##### INPUT FOR THIS TASK

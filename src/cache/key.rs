// Cache key derivation.
// Maps a request URL to a filesystem-safe relative path under the cache root.

use std::fmt;
use std::path::{Path, PathBuf};

/// Name of the file holding the response body inside an entry directory.
pub const ENTRY_FILE: &str = "json";

/// Relative cache path derived from a URL with its scheme and trailing slash removed.
#[derive(Debug, Clone, PartialEq, Eq, Hash)]
pub struct CacheKey(String);

impl CacheKey {
    pub fn from_url(url: &str) -> Self {
        let rest = strip_scheme(url);
        let rest = rest.strip_suffix('/').unwrap_or(rest);

        let key = rest
            .split('/')
            .filter(|segment| !segment.is_empty())
            .map(sanitize_segment)
            .collect::<Vec<_>>()
            .join("/");

        Self(key)
    }

    pub fn as_str(&self) -> &str {
        &self.0
    }

    /// Path to the entry's `json` file below `root`.
    pub fn entry_path(&self, root: &Path) -> PathBuf {
        let mut path = root.to_path_buf();
        for segment in self.0.split('/').filter(|s| !s.is_empty()) {
            path.push(segment);
        }
        path.join(ENTRY_FILE)
    }
}

impl fmt::Display for CacheKey {
    fn fmt(&self, f: &mut fmt::Formatter<'_>) -> fmt::Result {
        f.write_str(&self.0)
    }
}

/// Drop a leading `scheme://`, if the prefix is a well-formed scheme.
fn strip_scheme(url: &str) -> &str {
    match url.split_once("://") {
        Some((scheme, rest)) if is_scheme(scheme) => rest,
        _ => url,
    }
}

fn is_scheme(s: &str) -> bool {
    let mut chars = s.chars();
    match chars.next() {
        Some(first) if first.is_ascii_alphabetic() => chars.all(is_scheme_char),
        _ => false,
    }
}

fn is_scheme_char(c: char) -> bool {
    c.is_ascii_alphanumeric() || matches!(c, '+' | '-' | '.')
}

/// Percent-encode characters that are unsafe in file names.
/// `%` is encoded too so distinct URLs keep distinct keys.
fn sanitize_segment(segment: &str) -> String {
    match segment {
        "." => return "%2E".to_string(),
        ".." => return "%2E%2E".to_string(),
        _ => {}
    }

    let mut out = String::with_capacity(segment.len());
    for c in segment.chars() {
        match c {
            '%' | '\\' | ':' | '*' | '?' | '"' | '<' | '>' | '|' => {
                out.push_str(&format!("%{:02X}", c as u32));
            }
            c if c.is_ascii_control() => out.push_str(&format!("%{:02X}", c as u32)),
            c => out.push(c),
        }
    }
    out
}

#[cfg(test)]
mod tests {
    use std::path::Component;

    use super::*;

    #[test]
    fn test_scheme_and_trailing_slash_stripped() {
        let key = CacheKey::from_url("https://api.example.com/repos/a/b");
        assert_eq!(key.as_str(), "api.example.com/repos/a/b");

        let trailing = CacheKey::from_url("https://api.example.com/repos/a/b/");
        assert_eq!(trailing, key);
        let plain_http = CacheKey::from_url("http://api.example.com/repos/a/b");
        assert_eq!(plain_http, key);
    }

    #[test]
    fn test_only_one_trailing_slash_stripped() {
        let once = CacheKey::from_url("https://h/x/");
        let twice = CacheKey::from_url("https://h/x//");
        // Empty segments collapse, so both land on the same path.
        assert_eq!(once, twice);
        assert_eq!(once.as_str(), "h/x");
    }

    #[test]
    fn test_url_without_scheme() {
        let key = CacheKey::from_url("jira.example.org/rest/api/2/issue/PROJ-1");
        assert_eq!(key.as_str(), "jira.example.org/rest/api/2/issue/PROJ-1");
    }

    #[test]
    fn test_unsafe_characters_encoded() {
        let key = CacheKey::from_url("https://localhost:8080/search?q=a|b");
        assert_eq!(key.as_str(), "localhost%3A8080/search%3Fq=a%7Cb");
    }

    #[test]
    fn test_percent_encoding_keeps_keys_distinct() {
        let raw = CacheKey::from_url("https://h/a:b");
        let encoded = CacheKey::from_url("https://h/a%3Ab");
        assert_ne!(raw, encoded);
    }

    #[test]
    fn test_dot_segments_cannot_escape_root() {
        let key = CacheKey::from_url("https://h/../../etc/passwd");
        assert_eq!(key.as_str(), "h/%2E%2E/%2E%2E/etc/passwd");

        let root = Path::new("/cache");
        let path = key.entry_path(root);
        assert!(path.starts_with(root));
        assert!(!path.components().any(|c| c == Component::ParentDir));
    }

    #[test]
    fn test_entry_path() {
        let key = CacheKey::from_url("https://api.github.com/repos/o/r/commits/abc");
        let path = key.entry_path(Path::new("/tmp/cache"));
        assert!(path.ends_with("api.github.com/repos/o/r/commits/abc/json"));
    }
}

##########

* EXERCISE REQUIREMENTS *
Find every line above that contains the word "impl", and return each one.

* SOLUTION *
impl CacheKey {
impl fmt::Display for CacheKey {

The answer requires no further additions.